Look both ways. Wear a hat and gloves. Don’t talk to strangers. Beware of lightning. And electricity. If you can’t touch the bottom hold on the to side. Kick your feet. No eye contact. Just keep moving. Your name is sewn into your jacket. Hands at 10 and 2. Don’t forget.
When the Jehovah’s Witnesses come to the door… Hide. Turn off the lights. Let’s face it. Because. It’s weird. Those boys look nice in their white shirts They ride bikes. But. You can’t take any chances. You just never know.
On Saturdays my brother, sister and me would watch wrestling on tv. For inspiration.
And then we would toss each other around the living room. Just like one of those wrestling guys. It was pretend anyway. We just knew it.

 

ย My father’s job when we went to the beach was to keep an eye on us. Forever.
We would look up from our inflatables and see him waving us back to shore. Arms over head. Waving.
Come back. Come back. You’re too far out. It’s dangerous out there. Really.
Mom would be reading a book and instructing Dad. They are out too far. Do something.
Because.
Rip current. Jellyfish. Sharks. Boys.
Everything.
Posted in Uncategorized

In Trouble

In Kindergarten I had to stand in the corner. The corner.
Of our classroom.
In 1973 that happened. It would never happen today.

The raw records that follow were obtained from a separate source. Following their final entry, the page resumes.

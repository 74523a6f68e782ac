use std::collections::HashMap;

use offerdesk_shared::Tier;

/// Borrowed lookup of tiers by id over a snapshot.
///
/// When the snapshot repeats an id the first tier wins.
pub struct TierIndex<'a> {
    tiers: HashMap<&'a str, &'a Tier>,
}

impl<'a> TierIndex<'a> {
    /// `None` models a tier list that has not been fetched: every lookup misses.
    pub fn new(tiers: Option<&'a [Tier]>) -> Self {
        let mut index = HashMap::new();
        for tier in tiers.unwrap_or_default() {
            index.entry(tier.id.as_str()).or_insert(tier);
        }
        Self { tiers: index }
    }

    pub fn get(&self, tier_id: &str) -> Option<&'a Tier> {
        self.tiers.get(tier_id).copied()
    }
}
pub mod app_config;
pub mod snapshot;

pub use app_config::Config;
pub use snapshot::{Snapshot, SnapshotError};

I think I laughed and looked at the boy in the opposite corner who I liked. Who was also in trouble. With me.
Trouble.
That young even.
In kindergarten I drew a picture of a squirrel which was apparently. Advanced.
My mother still has this drawing rolled up in importance in her closet.

First grade
I was paddled with a wooden paddle for getting up out of my wooden seat and for what.
My teacher had left the room.
In first grade I carried a Barbie lunchbox. Pink. With a thermos.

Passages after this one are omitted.